The Ross Sea is the most productive marginal sea in the Southern Ocean and plays an important role in carbon cycling. However, limited sampling of Chlorophyll-a (Chl) and particulate organic carbon (POC) concentrations from research expeditions constrains our understanding of the biogeochemical processes there. Satellites provide a useful tool for synoptic mapping of surface water properties on regional and global scales, yet the general applicability of the published algorithms in the Ross Sea are poorly known. Based on data collected from 18 cruises in the past 20 years, we analyzed both the NASA standard and locally-developed Chl and POC algorithms applicable to the Ross Sea.
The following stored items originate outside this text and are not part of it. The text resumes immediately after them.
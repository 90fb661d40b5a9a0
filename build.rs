fn main() {
    // Windows resource compilation for icon and manifest
    #[cfg(windows)]
    {
        if std::path::Path::new("assets/rosterdesk.ico").exists() {
            let mut res = winres::WindowsResource::new();
            res.set_icon("assets/rosterdesk.ico");
            res.compile().unwrap();
        }
    }
}
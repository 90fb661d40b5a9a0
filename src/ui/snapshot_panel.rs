//! Snapshot management: create a copy of the live month, open saved
//! copies through their tabs, and delete them (tab included).

use eframe::egui::{self, RichText, ScrollArea, Ui};
use egui_phosphor::regular::{COPY, FOLDER_OPEN, PLUS, TRASH};

use super::app::App;
use super::components::{back_button, panel_header, primary_button_with_icon, styled_button_with_icon};

/// Show the snapshots panel.
///
/// Returns `true` if the back button was clicked.
pub fn show(app: &mut App, ui: &mut Ui) -> bool {
    let mut go_back = false;

    if back_button(ui) {
        go_back = true;
    }

    panel_header(ui, "Roster Snapshots");

    // Create form: duplicates the live month at this point in time
    ui.group(|ui| {
        ui.label(RichText::new(format!("{COPY} Create a snapshot")).strong());
        ui.add_space(5.0);
        ui.label(
            RichText::new("Saves a named copy of the live month's shifts, waiting pools, statuses, and notes.")
                .small()
                .weak(),
        );
        ui.add_space(8.0);

        ui.horizontal(|ui| {
            ui.label("Name:");
            ui.add(
                egui::TextEdit::singleline(&mut app.snapshot_name_input)
                    .desired_width(220.0)
                    .hint_text("e.g. July draft"),
            );

            let can_create = !app.is_snapshot_view();
            let label = format!("Create from {month}/{year}", month = app.month, year = app.year);
            if ui
                .add_enabled(can_create, egui::Button::new(format!("{PLUS} {label}")))
                .clicked()
            {
                let name = app.snapshot_name_input.clone();
                app.create_snapshot(&name);
            }
            if !can_create {
                ui.label(RichText::new("(switch to the live month first)").small().weak());
            }
        });
    });

    ui.add_space(15.0);
    ui.separator();
    ui.add_space(10.0);

    // Saved snapshots, one tab each
    ui.label(format!("{count} saved snapshot(s)", count = app.tabs.len()));
    ui.add_space(10.0);

    let mut open_tab = None;
    let mut delete_tab = None;

    ScrollArea::vertical().id_salt("snapshot_scroll").show(ui, |ui| {
        egui::Grid::new("snapshot_grid")
            .num_columns(3)
            .striped(true)
            .min_col_width(120.0)
            .spacing([12.0, 8.0])
            .show(ui, |ui| {
                ui.strong("Name");
                ui.strong("");
                ui.strong("");
                ui.end_row();

                for tab in &app.tabs {
                    let is_open = app.roster.snapshot_id.as_deref() == Some(tab.snapshot_id.as_str());
                    if is_open {
                        ui.label(RichText::new(&tab.name).strong());
                    } else {
                        ui.label(&tab.name);
                    }

                    if styled_button_with_icon(ui, FOLDER_OPEN, "Open").clicked() {
                        open_tab = Some(tab.clone());
                    }
                    if styled_button_with_icon(ui, TRASH, "Delete").clicked() {
                        delete_tab = Some(tab.clone());
                    }
                    ui.end_row();
                }

                if app.tabs.is_empty() {
                    ui.label(RichText::new("No snapshots yet").weak());
                    ui.end_row();
                }
            });
    });

    if let Some(tab) = open_tab {
        app.log_info(format!("Opening snapshot: {name}", name = tab.name));
        app.open_snapshot(&tab);
    }
    if let Some(tab) = delete_tab {
        app.delete_target = Some(tab);
        app.show_delete_confirm = true;
    }

    ui.add_space(15.0);

    if app.is_snapshot_view() && primary_button_with_icon(ui, FOLDER_OPEN, "Back to Live Month").clicked() {
        app.open_live();
    }

    go_back
}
Our results show the Chl and POC are markedly underestimated using the NASA standard algorithms, with mean bias (MB) of -3.48 mg m^-3 and -159.1 mg m^-3, for a wide range of Chl (0.42-16.3 mg m^-3) and POC (46.8-812 mg m^-3). Similar poor performances were also found for other algorithms applicable in the Ross Sea. We locally tuned both Chl and POC algorithms, and found the Rrs667-based approach showed the most robust performances in retrieving both Chl and POC with  limited biases. Our results show that, the algal bloom signals in the Ross Sea in terms of Chl and POC are significantly greater than previously determined. More field observations will further constrain the locally-tuned algorithms.

ocean color, Ross Sea, POC, chl